Random forest, Shapley values and multicollinearity

Linear statistical models are great for many use-cases since they are easy to use and easy to interpret. Specifically, linear models can use features (also known as independent variables, predictors or covariates) to predict an outcome (also known as dependent variables).

In a linear model, a higher coefficient for a feature, the more a feature played a role in making a prediction. However, when variables in a regression model are correlated, these conclusions don't hold anymore.

One way to solve this is to use clustering techniques such as principal component analysis (PCA) (Dormann et al., 2012). With PCA, latent clusters are automatically determined. Unfortunately, these latent clusters now became, what I would like to call, magic blobs. Proponents of these techniques could say: "But we know that there is an underlying variable which causes our effect, why can't this variable be the same as the cluster that we found?" Well, because these blobs are found in the data and not in the real-world.

To link these blobs (officially, clusters) back to the real-world, one can try to find the features closes to the blobs in one way or another, but this will always introduce bias. Another approach is to drop features which are highly correlated and expected to be less important.

Some say that random forests combined with Shapley values can deal with collinearity reasonably well. This is because the random forest can find complex relations in the data and because Shapley values are based on mathematically proven ideas.
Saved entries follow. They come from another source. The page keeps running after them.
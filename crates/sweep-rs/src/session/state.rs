//! Per-session compaction state.
//!
//! One [`SessionState`] exists per conversation. It is mutated only by
//! [`synchronize`](crate::context::synchronize) and the explicit marking
//! methods below, and is serialized whole by a
//! [`SessionStore`](super::SessionStore).

use chrono::{DateTime, Utc};
use serde::{Deserialize, Serialize};
use std::collections::{BTreeMap, BTreeSet};
use tracing::debug;

use crate::context::cache::ToolCache;
use crate::context::hashes::{HashCategory, HashRegistry, Location};
use crate::context::prunable::{PrunableFilter, enumerate_prunable};
use crate::context::supersede::{DeferredSupersede, SupersedeKind};

// ── Prune sets ─────────────────────────────────────────────────────

/// Everything marked for removal. Entries are only ever added.
#[derive(Serialize, Deserialize, Clone, Debug, Default, PartialEq)]
#[serde(default)]
pub struct PruneSets {
    /// Tool call ids.
    pub tools: BTreeSet<String>,
    /// Message text part ids.
    pub messages: BTreeSet<String>,
    /// Reasoning part ids.
    pub reasoning: BTreeSet<String>,
    /// Segment ids.
    pub segments: BTreeSet<String>,
    /// Caller summaries, keyed like the sets above (call id for tools, id
    /// otherwise).
    pub distilled: BTreeMap<String, String>,
    pub replacements: Vec<TextReplacement>,
}

impl PruneSets {
    pub fn len(&self) -> usize {
        self.tools.len() + self.messages.len() + self.reasoning.len() + self.segments.len()
    }

    pub fn is_empty(&self) -> bool {
        self.len() == 0 && self.replacements.is_empty()
    }

    fn set_mut(&mut self, category: HashCategory) -> &mut BTreeSet<String> {
        match category {
            HashCategory::Tool => &mut self.tools,
            HashCategory::Message => &mut self.messages,
            HashCategory::Reasoning => &mut self.reasoning,
            HashCategory::Segment => &mut self.segments,
        }
    }

    pub fn set(&self, category: HashCategory) -> &BTreeSet<String> {
        match category {
            HashCategory::Tool => &self.tools,
            HashCategory::Message => &self.messages,
            HashCategory::Reasoning => &self.reasoning,
            HashCategory::Segment => &self.segments,
        }
    }
}

/// Surgical edit of a character range inside one text part.
///
/// `start..end` are byte offsets into the part's text as first seen with a
/// replacement pending, id tags removed. An empty `replacement` deletes the
/// range.
#[derive(Serialize, Deserialize, Clone, Debug, PartialEq, Eq)]
pub struct TextReplacement {
    pub message_id: String,
    pub part_index: usize,
    pub start: usize,
    pub end: usize,
    pub replacement: String,
}

/// Items whose heuristic rewrite has already been counted in the stats.
#[derive(Serialize, Deserialize, Clone, Debug, Default, PartialEq)]
#[serde(default)]
pub struct AppliedSets {
    /// Truncated tool call ids.
    pub truncated: BTreeSet<String>,
    /// Compressed reasoning locations, as `message_id:part_index`.
    pub compressed: BTreeSet<String>,
    /// Breadcrumb ids of masked file parts.
    pub masked: BTreeSet<String>,
    /// Text parts carrying range replacements, as `message_id:part_index`.
    pub rewritten: BTreeMap<String, RewrittenText>,
}

/// What a text part looked like before its range replacements.
#[derive(Serialize, Deserialize, Clone, Debug, Default, PartialEq, Eq)]
pub struct RewrittenText {
    /// Untagged text the replacement offsets refer to.
    pub original: String,
    /// Number of the part's replacements the rewritten text reflects.
    pub applied: usize,
}

// ── Todos ──────────────────────────────────────────────────────────

#[derive(Serialize, Deserialize, Clone, Copy, Debug, PartialEq, Eq)]
#[serde(rename_all = "snake_case")]
pub enum TodoStatus {
    Pending,
    InProgress,
    Completed,
}

impl std::fmt::Display for TodoStatus {
    fn fmt(&self, f: &mut std::fmt::Formatter<'_>) -> std::fmt::Result {
        match self {
            TodoStatus::Pending => write!(f, "[ ]"),
            TodoStatus::InProgress => write!(f, "[~]"),
            TodoStatus::Completed => write!(f, "[x]"),
        }
    }
}

/// A task from the agent's todo list.
#[derive(Serialize, Deserialize, Clone, Debug, PartialEq)]
pub struct TodoItem {
    #[serde(default)]
    pub id: String,
    pub content: String,
    pub status: TodoStatus,
    #[serde(default, skip_serializing_if = "Option::is_none")]
    pub priority: Option<String>,
    /// Turn at which the task last entered `in_progress`.
    #[serde(default, skip_serializing_if = "Option::is_none")]
    pub in_progress_since: Option<u32>,
}

// ── Stats ──────────────────────────────────────────────────────────

/// Non-supersede reasons content gets removed.
#[derive(Serialize, Deserialize, Clone, Copy, Debug, PartialEq, Eq, PartialOrd, Ord, Hash)]
#[serde(rename_all = "snake_case")]
pub enum Strategy {
    Deduplication,
    FuzzyDeduplication,
    Truncation,
    ReasoningCompression,
    FileMasking,
    /// Explicit prune requests by id or bulk pattern.
    Manual,
    Distillation,
}

#[derive(Serialize, Deserialize, Clone, Copy, Debug, Default, PartialEq, Eq)]
pub struct Counter {
    pub items: u64,
    pub tokens: u64,
}

impl Counter {
    fn add(&mut self, tokens: usize) {
        self.items += 1;
        self.tokens += tokens as u64;
    }
}

/// Reporting-only counters. Compaction decisions never read these.
#[derive(Serialize, Deserialize, Clone, Debug, Default, PartialEq)]
#[serde(default)]
pub struct SweepStats {
    pub supersede: BTreeMap<SupersedeKind, Counter>,
    pub strategies: BTreeMap<Strategy, Counter>,
}

impl SweepStats {
    pub fn record_supersede(&mut self, kind: SupersedeKind, tokens: usize) {
        self.supersede.entry(kind).or_default().add(tokens);
    }

    pub fn record(&mut self, strategy: Strategy, tokens: usize) {
        self.strategies.entry(strategy).or_default().add(tokens);
    }

    pub fn supersede_count(&self, kind: SupersedeKind) -> u64 {
        self.supersede.get(&kind).map_or(0, |c| c.items)
    }

    pub fn strategy_count(&self, strategy: Strategy) -> u64 {
        self.strategies.get(&strategy).map_or(0, |c| c.items)
    }

    pub fn total_items(&self) -> u64 {
        self.supersede
            .values()
            .chain(self.strategies.values())
            .map(|c| c.items)
            .sum()
    }

    pub fn total_tokens(&self) -> u64 {
        self.supersede
            .values()
            .chain(self.strategies.values())
            .map(|c| c.tokens)
            .sum()
    }
}

// ── Marking ────────────────────────────────────────────────────────

/// Result of [`SessionState::mark_targets`].
#[derive(Serialize, Debug, Clone, Default, PartialEq, Eq)]
pub struct MarkOutcome {
    /// Ids newly marked.
    pub marked: Vec<String>,
    /// Ids that don't resolve to anything.
    pub unknown: Vec<String>,
    /// Ids that were already marked.
    pub already: Vec<String>,
}

enum Marked {
    New,
    Already,
    Unknown,
}

// ── SessionState ───────────────────────────────────────────────────

#[derive(Serialize, Deserialize, Clone, Debug)]
pub struct SessionState {
    /// Highest turn observed. Only the turn-counting step advances it.
    pub(crate) current_turn: u32,
    /// Turns counted before the last host compaction.
    #[serde(default)]
    pub(crate) turn_offset: u32,
    /// Id of the message carrying the last host compaction marker.
    #[serde(default)]
    pub compaction_marker: Option<String>,
    #[serde(default)]
    pub tool_cache: ToolCache,
    #[serde(default)]
    pub hashes: HashRegistry,
    #[serde(default)]
    pub prune: PruneSets,
    #[serde(default)]
    pub applied: AppliedSets,
    /// Supersede targets still too young to prune.
    #[serde(default)]
    pub deferred: Vec<DeferredSupersede>,
    #[serde(default)]
    pub todos: Vec<TodoItem>,
    #[serde(default)]
    pub stats: SweepStats,
    #[serde(default)]
    pub last_compaction: Option<DateTime<Utc>>,
}

impl Default for SessionState {
    fn default() -> Self {
        Self::new(crate::config::DEFAULT_CACHE_CAPACITY)
    }
}

impl SessionState {
    /// Empty state with a tool cache of `capacity` entries.
    pub fn new(capacity: usize) -> Self {
        Self {
            current_turn: 0,
            turn_offset: 0,
            compaction_marker: None,
            tool_cache: ToolCache::new(capacity),
            hashes: HashRegistry::new(),
            prune: PruneSets::default(),
            applied: AppliedSets::default(),
            deferred: Vec::new(),
            todos: Vec::new(),
            stats: SweepStats::default(),
            last_compaction: None,
        }
    }

    pub fn current_turn(&self) -> u32 {
        self.current_turn
    }

    /// Forget everything tied to the message list after the host summarized
    /// the conversation. Turn numbering continues; stats and todos survive.
    pub fn reset_for_compaction(&mut self, now: DateTime<Utc>) {
        self.tool_cache.clear();
        self.hashes.clear();
        self.prune = PruneSets::default();
        self.applied = AppliedSets::default();
        self.deferred.clear();
        self.turn_offset = self.current_turn;
        self.last_compaction = Some(now);
        debug!(turn = self.current_turn, "Session state reset after compaction");
    }

    /// Mark ids or bulk patterns (`[tools]`, `[messages]`, `[thinking]`,
    /// `[segments]`, `[*]`, `[all]`) for pruning.
    pub fn mark_targets(&mut self, targets: &[&str]) -> MarkOutcome {
        let mut outcome = MarkOutcome::default();
        for target in targets {
            let target = target.trim();
            let hashes: Vec<String> = match PrunableFilter::parse(target) {
                Some(filter) => enumerate_prunable(self, filter)
                    .into_iter()
                    .map(|item| item.hash)
                    .collect(),
                None => vec![target.to_string()],
            };
            for hash in hashes {
                match self.mark_hash(&hash, Strategy::Manual) {
                    Marked::New => outcome.marked.push(hash),
                    Marked::Already => outcome.already.push(hash),
                    Marked::Unknown => outcome.unknown.push(hash),
                }
            }
        }
        outcome
    }

    /// Replace the content behind `hash` with `summary`. Returns `false`
    /// when the id is unknown or already pruned.
    pub fn distill(&mut self, hash: &str, summary: impl Into<String>) -> bool {
        let Some(key) = self.prune_key(hash) else {
            return false;
        };
        if self.prune.set(key.0).contains(&key.1) {
            return false;
        }
        self.prune.distilled.insert(key.1.clone(), summary.into());
        matches!(self.mark_hash(hash, Strategy::Distillation), Marked::New)
    }

    /// Queue a character-range replacement inside a text part.
    pub fn add_replacement(&mut self, replacement: TextReplacement) {
        if !self.prune.replacements.contains(&replacement) {
            self.prune.replacements.push(replacement);
        }
    }

    /// The prune set and key an id maps to: the call id for tools, the id
    /// itself otherwise.
    fn prune_key(&self, hash: &str) -> Option<(HashCategory, String)> {
        let (category, entry) = self.hashes.resolve(hash)?;
        match (&entry.location, category) {
            (Location::Tool { call_id }, HashCategory::Tool) => {
                Some((HashCategory::Tool, call_id.clone()))
            }
            (_, HashCategory::Tool) => None,
            (_, other) => Some((other, hash.to_string())),
        }
    }

    fn mark_hash(&mut self, hash: &str, strategy: Strategy) -> Marked {
        let Some((category, key)) = self.prune_key(hash) else {
            return Marked::Unknown;
        };
        if self.prune.set(category).contains(&key) {
            return Marked::Already;
        }
        let tokens = self
            .hashes
            .resolve(hash)
            .map_or(0, |(_, entry)| entry.tokens);
        self.prune.set_mut(category).insert(key);
        self.stats.record(strategy, tokens);
        Marked::New
    }

    /// Mark a tool call pruned. Returns `true` if it wasn't already.
    pub(crate) fn prune_tool(&mut self, call_id: &str) -> bool {
        self.prune.tools.insert(call_id.to_string())
    }

    /// Replace the todo list written at `turn`, carrying
    /// `in_progress_since` over for tasks that stay in progress.
    pub(crate) fn replace_todos(&mut self, mut todos: Vec<TodoItem>, turn: u32) {
        for todo in &mut todos {
            if todo.status != TodoStatus::InProgress {
                todo.in_progress_since = None;
                continue;
            }
            let previous = self
                .todos
                .iter()
                .find(|t| t.id == todo.id && t.status == TodoStatus::InProgress)
                .and_then(|t| t.in_progress_since);
            todo.in_progress_since = Some(previous.unwrap_or(turn));
        }
        self.todos = todos;
    }
}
Others say that the Shapley values will pick one of the correlated features and ignore the others. In this post, I aim to simulating collinear data and see how good the conclusions of the model are.

Simulating data

using CairoMakie
using DataFrames: Not, DataFrame, select
using Distributions: Normal
using LightGBM.MLJInterface: LGBMRegressor
using MLJ: fit!, machine, predict
using Random: seed!
using Shapley: MonteCarlo, shapley
using StableRNGs: StableRNG
using Statistics: cor, mean

y_true(x) = 2x + 10;

y_noise(x, coefficient) = coefficient * y_true(x) + rand(Normal(0, 40));

indexes = 1.0:150.0;

r2(x) = round(x; digits=2);

df = let
    seed!(0)
    X = indexes
    T = y_noise.(indexes, 0)
    U = y_noise.(indexes, 0.05)
    V = y_noise.(indexes, 0.7)
    W = y_noise.(indexes, 1)
    Y = y_noise.(indexes, 1)

    DataFrame(; X, T, U, V, W, Y)
end

X	T	U	V	W	Y
1.0	37.7188	-5.61088	11.9561	12.1441	19.1759
2.0	5.35691	-65.7259	21.7467	27.0804	-26.0083
3.0	61.0028	-7.06661	1.05973	22.6588	-72.1792
4.0	4.95605	0.0830817	-68.0209	27.5124	109.146
5.0	-48.2309	3.72674	50.7662	32.4407	-27.9034
6.0	12.4727	8.59667	61.0154	0.215236	50.5563
7.0	-9.38565	0.888579	-3.47392	36.6952	42.0977
8.0	-43.4941	19.4709	27.1996	85.7672	57.5553
9.0	18.4924	-84.6015	35.4103	53.3868	10.1422
10.0	-3.22372	-30.0084	-11.2833	-35.4048	1.15114
...	...	...	...	...	...
150	150.0	-17.879	23.2258	240.651	310.904

data

Fitting a model

For the LGBM regressor, I've set some hyperparameters to lower values because the default parameters are optimized for large datasets.

function regressor()
    kwargs = [
        :num_leaves => 9,
        :max_depth => 3,
        :min_data_per_group => 2,
        :learning_rate => 0.5
    ]
    return LGBMRegressor( ; kwargs...)
end;

function fit_model(df::DataFrame)
    X = select(df, Not([:X, :Y]))
    y = df.Y
    m = fit!(machine(regressor(), X, y))
    return X, y, m
end;

To get an idea of what the model is doing, we can plot the predictions on top of the data.

shapley/predictions.png

My main worry after seeing this is how we can avoid overfitting random forests on our data. Intuitively, it makes sense that the model overfits due to it's high flexibility combined with few samples. Of course, not all real-world phenomenons are linear, but it seems that the model is spending too much effort on fitting noise. Luckily, approaches such as (nested) cross-validation can estimate how well a model will generalize.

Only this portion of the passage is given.